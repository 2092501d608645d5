use std::io;

use thiserror::Error;

use crate::packet::PacketType;

pub type Result<T> = std::result::Result<T, SourceQueryError>;

#[derive(Debug, Error)]
pub enum SourceQueryError {
    #[error("failed to bind local port: {0}")]
    FailedPortBind(#[source] io::Error),
    #[error("host unreachable: {0}")]
    UnreachableHost(#[source] io::Error),
    #[error("failed to send packet: {0}")]
    SendError(#[source] io::Error),
    #[error("failed to receive packet: {0}")]
    ReceiveError(#[source] io::Error),
    #[error("operation timed out")]
    Timeout(#[from] tokio::time::error::Elapsed),

    #[error("unknown packet header {0}")]
    UnknownPacketHeader(i32),
    #[error("unknown packet type {0:#04x}")]
    UnknownPacketType(u8),
    #[error("expected {expected:?} packet, found type byte {found:#04x}")]
    UnexpectedPacketType { expected: PacketType, found: u8 },
    #[error("unknown A2S_INFO version {0:#04x}")]
    UnknownInfoVersion(u8),
    #[error("expected single packet header, found {0}")]
    UnexpectedPacketHeader(i32),
    #[error("server answered the challenge with another challenge")]
    RepeatedChallenge,
    #[error("bad ping reply {0:#04x}")]
    BadPingReply(u8),

    #[error("packet is not part of a split response")]
    NotSplitPacket,
    #[error("fragment number {number} out of range for {total} fragments")]
    BadFragmentNumber { number: u8, total: usize },
    #[error("duplicate fragment {0}")]
    DuplicateFragment(u8),
    #[error("split response incomplete: {received} of {total} fragments")]
    IncompleteResponse { received: usize, total: usize },
    #[error("fragment belongs to sequence {found:#010x}, expected {expected:#010x}")]
    SequenceMismatch { expected: u32, found: u32 },

    #[error("declared decompressed size {0} exceeds limit")]
    DecompressedTooLarge(u32),
    #[error("decompressed {actual} bytes, expected {expected}")]
    DecompressedSizeMismatch { expected: u32, actual: usize },
    #[error("checksum mismatch: expected {expected:#010x}, got {actual:#010x}")]
    ChecksumMismatch { expected: u32, actual: u32 },
    #[error("failed to decompress payload: {0}")]
    Decompression(#[source] io::Error),

    #[error("unexpected end of packet at offset {offset} (needed {needed} bytes)")]
    UnexpectedEof { offset: usize, needed: usize },
    #[error("unterminated string at offset {0}")]
    UnterminatedString(usize),
}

______________________________

When the string "number" appears in a line of the records above, that line is to be copied.

    #[error("fragment number {number} out of range for {total} fragments")]
    BadFragmentNumber { number: u8, total: usize },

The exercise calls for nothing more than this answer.